俞越很久没说话,抑郁症这个词,听起来似乎很矫情,毕竟给人的印象就是要死不活的感觉,可他清楚聂夏鸾的过去,背井离乡只想抓住生命里还能看见的一点光的感觉他多少是能共情的。
“你这里,能化验么?”俞越问,紧接着又暗示道:“像初次见面那样。”
初次见面,就是因为毒品。洛然到抽一口凉气:“可以。”
俞越从怀里取出一个小玻璃瓶,里面躺着蓝白相间的提纯物,他打开盖子,抖落两粒在一个干净的咖啡碟中,将咖啡碟推到洛然面前。

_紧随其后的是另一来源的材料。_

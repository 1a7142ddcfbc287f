use std::env;

use tracing::{info, warn};

pub const DEFAULT_API_URL: &str = "http://localhost:3001/api";

/// Where the client finds the backend and how it stores the session cookie.
#[derive(Clone, Debug, PartialEq, Eq)]
pub struct ApiConfig {
    pub base_url: String,
    pub secure_cookie: bool,
}

impl Default for ApiConfig {
    fn default() -> Self {
        Self {
            base_url: DEFAULT_API_URL.to_owned(),
            secure_cookie: false,
        }
    }
}

impl ApiConfig {
    /// Read `TASKBOARD_API_URL` and `TASKBOARD_SECURE_COOKIE`.
    ///
    /// The browser build has no process environment, so the values baked in
    /// at compile time are used there.
    #[must_use]
    pub fn from_env() -> Self {
        let base_url = load("TASKBOARD_API_URL", option_env!("TASKBOARD_API_URL"))
            .unwrap_or_else(|| {
                info!("TASKBOARD_API_URL not set, using default: {DEFAULT_API_URL}");
                DEFAULT_API_URL.to_owned()
            });
        let secure_cookie = load(
            "TASKBOARD_SECURE_COOKIE",
            option_env!("TASKBOARD_SECURE_COOKIE"),
        )
        .is_some_and(|raw| parse_flag("TASKBOARD_SECURE_COOKIE", &raw));

        Self {
            base_url,
            secure_cookie,
        }
    }
}

fn load(key: &str, baked: Option<&'static str>) -> Option<String> {
    env::var(key)
        .ok()
        .or_else(|| baked.map(str::to_owned))
        .filter(|value| !value.trim().is_empty())
}

fn parse_flag(key: &str, raw: &str) -> bool {
    match raw.trim().to_ascii_lowercase().as_str() {
        "1" | "true" | "yes" | "on" => true,
        "0" | "false" | "no" | "off" => false,
        other => {
            warn!("Invalid {key} value: {other}, using false");
            false
        }
    }
}

#[cfg(test)]
mod tests {
    use super::*;

    #[test]
    fn flags_parse_loosely() {
        assert!(parse_flag("K", "TRUE"));
        assert!(parse_flag("K", " 1 "));
        assert!(!parse_flag("K", "off"));
        assert!(!parse_flag("K", "maybe"));
    }

    #[test]
    fn baked_value_is_used_when_env_missing() {
        assert_eq!(
            load("TASKBOARD_TEST_UNSET_KEY", Some("http://api")).as_deref(),
            Some("http://api")
        );
        assert!(load("TASKBOARD_TEST_UNSET_KEY", Some("  ")).is_none());
    }
}
use std::sync::{Arc, Mutex};

use tracing::error;

use crate::error::ServiceError;
use crate::lock;

#[derive(Debug, Clone, Copy, PartialEq, Eq)]
pub enum NotificationKind {
    Success,
    Error,
}

/// A toast waiting to be shown.
#[derive(Debug, Clone, PartialEq, Eq)]
pub struct Notification {
    pub id: u64,
    pub kind: NotificationKind,
    pub title: String,
    pub description: String,
}

#[derive(Default)]
struct Queue {
    next_id: u64,
    items: Vec<Notification>,
}

/// Shared queue of user-facing notifications.
#[derive(Clone, Default)]
pub struct Notifier {
    queue: Arc<Mutex<Queue>>,
}

impl Notifier {
    #[must_use]
    pub fn new() -> Self {
        Self::default()
    }

    pub fn success(&self, title: impl Into<String>, description: impl Into<String>) {
        self.push(NotificationKind::Success, title.into(), description.into());
    }

    /// Log a caught failure and queue exactly one error notification for it.
    pub fn report(&self, title: &str, err: &ServiceError) {
        error!(error = %err, "{title}");
        self.push(NotificationKind::Error, title.to_owned(), err.user_message());
    }

    /// Report the error of `result`, if any, and hand it back unchanged.
    ///
    /// # Errors
    ///
    /// Returns the error carried by `result`.
    pub fn capture<T>(
        &self,
        title: &str,
        result: Result<T, ServiceError>,
    ) -> Result<T, ServiceError> {
        if let Err(err) = &result {
            self.report(title, err);
        }
        result
    }

    #[must_use]
    pub fn pending(&self) -> Vec<Notification> {
        lock(&self.queue).items.clone()
    }

    pub fn dismiss(&self, id: u64) {
        lock(&self.queue).items.retain(|item| item.id != id);
    }

    /// Take every queued notification.
    pub fn drain(&self) -> Vec<Notification> {
        std::mem::take(&mut lock(&self.queue).items)
    }

    fn push(&self, kind: NotificationKind, title: String, description: String) {
        let mut queue = lock(&self.queue);
        queue.next_id += 1;
        let id = queue.next_id;
        queue.items.push(Notification {
            id,
            kind,
            title,
            description,
        });
    }
}

#[cfg(test)]
mod tests {
    use super::*;
    use backend::BackendError;

    #[test]
    fn capture_reports_errors_once() {
        let notifier = Notifier::new();
        let ok: Result<u8, ServiceError> = Ok(1);
        assert!(notifier.capture("ignored", ok).is_ok());
        assert!(notifier.pending().is_empty());

        let failed: Result<u8, ServiceError> = Err(BackendError::Unauthorized.into());
        assert!(notifier.capture("Error fetching users", failed).is_err());
        let queued = notifier.drain();
        assert_eq!(queued.len(), 1);
        assert_eq!(queued[0].kind, NotificationKind::Error);
        assert_eq!(queued[0].description, "Session expired. Please login again.");
        assert!(notifier.pending().is_empty());
    }

    #[test]
    fn dismiss_removes_by_id() {
        let notifier = Notifier::new();
        notifier.success("One", "");
        notifier.success("Two", "");
        let first = notifier.pending()[0].id;
        notifier.dismiss(first);
        let left = notifier.pending();
        assert_eq!(left.len(), 1);
        assert_eq!(left[0].title, "Two");
    }
}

“这是……”虽然知道这玩意不是什么好东西,但那漂亮的蓝白外表却会让人错觉成薄荷糖。
“致幻剂的一种,发作时会让人陷入狂暴,头痛欲裂,视线模糊。”俞越说。
“听起来没一点好处,怎么会有人吸这种东西?”
“发作前期是这样的,吸食人的力量会有质的飞跃,不控制的话,会产生幻觉,触觉变得尤其灵敏,以吸食者的欲望为底色扩散,从而获得快感。”
额……洛然有些无语:“谁会为了那一时快感去承受头痛欲裂的痛苦。”
俞越耸耸肩,又将一粒药片放入另一个咖啡碟:“那幻觉和快感如果是人渴望却一辈子也无法触及的东西,疼痛就会很快忘记。这东西能把致幻剂发作抑制在头痛阶段,阻止产生幻觉对大脑造成伤害,但无法根治,而且会有依赖性,服用者的抗药性会很明显,大约一周。”
洛然略显惊讶地看着俞越:“你怎么知道这么清楚?”
“这两个玩意,我都服过。”俞越抿了口咖啡。致幻剂和春药是秦源和薛幼玙联手下的,而抑制药是祝长衫给的。
此时,洛然也清楚了,这就是俞越所说和聂夏鸾那断片的一晚,被人陷害他的致幻剂。